Task requirements: Copy the data below exactly.
(Exercise data)
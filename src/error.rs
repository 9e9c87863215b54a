//! Error types for qiduel boundaries
//!
//! The round rules themselves never fail: unaffordable moves downgrade,
//! missing hands fall back to defense. Errors only arise where outside data
//! enters the crate (config files, landmark frames) or a command arrives at
//! the wrong time.

use std::io;
use thiserror::Error;

/// Result type alias for qiduel operations.
pub type Result<T> = std::result::Result<T, DuelError>;

/// Errors that can occur at the crate's boundaries.
#[derive(Debug, Error)]
pub enum DuelError {
    /// A hand observation did not carry the expected number of keypoints.
    #[error("Landmark count mismatch: expected {expected}, got {got}")]
    LandmarkCount {
        /// Keypoints per hand.
        expected: usize,
        /// Keypoints supplied.
        got: usize,
    },

    /// More hands than the perception contract allows.
    #[error("Too many hands: maximum is {max}, got {got}")]
    TooManyHands { max: usize, got: usize },

    /// Beat interval knob outside its bounds.
    #[error("Beat interval {got}ms outside [{min}, {max}]ms")]
    BeatIntervalOutOfRange { got: u64, min: u64, max: u64 },

    /// Any other configuration inconsistency.
    #[error("Invalid config: {0}")]
    InvalidConfig(String),

    /// Restart requested while a match is still being played.
    #[error("Restart rejected: match in progress (round {round})")]
    RestartRejected { round: u32 },

    /// Unrecognized gesture word in a scripted round.
    #[error("Unknown gesture '{0}' (expected gun, fist, open or none)")]
    UnknownGesture(String),

    /// I/O error while reading a config file.
    #[error("I/O error: {0}")]
    Io(#[from] io::Error),

    /// Malformed JSON config.
    #[error("JSON error: {0}")]
    Json(#[from] serde_json::Error),
}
(End Exercise data)
Exercise response:
filename src/error.rs
repository 9e9c87863215b54a
//! Error types for qiduel boundaries
//!
//! The round rules themselves never fail: unaffordable moves downgrade,
//! missing hands fall back to defense. Errors only arise where outside data
//! enters the crate (config files, landmark frames) or a command arrives at
//! the wrong time.

use std::io;
use thiserror::Error;

/// Result type alias for qiduel operations.
pub type Result<T> = std::result::Result<T, DuelError>;

/// Errors that can occur at the crate's boundaries.
#[derive(Debug, Error)]
pub enum DuelError {
    /// A hand observation did not carry the expected number of keypoints.
    #[error("Landmark count mismatch: expected {expected}, got {got}")]
    LandmarkCount {
        /// Keypoints per hand.
        expected: usize,
        /// Keypoints supplied.
        got: usize,
    },

    /// More hands than the perception contract allows.
    #[error("Too many hands: maximum is {max}, got {got}")]
    TooManyHands { max: usize, got: usize },

    /// Beat interval knob outside its bounds.
    #[error("Beat interval {got}ms outside [{min}, {max}]ms")]
    BeatIntervalOutOfRange { got: u64, min: u64, max: u64 },

    /// Any other configuration inconsistency.
    #[error("Invalid config: {0}")]
    InvalidConfig(String),

    /// Restart requested while a match is still being played.
    #[error("Restart rejected: match in progress (round {round})")]
    RestartRejected { round: u32 },

    /// Unrecognized gesture word in a scripted round.
    #[error("Unknown gesture '{0}' (expected gun, fist, open or none)")]
    UnknownGesture(String),

    /// I/O error while reading a config file.
    #[error("I/O error: {0}")]
    Io(#[from] io::Error),

    /// Malformed JSON config.
    #[error("JSON error: {0}")]
    Json(#[from] serde_json::Error),
}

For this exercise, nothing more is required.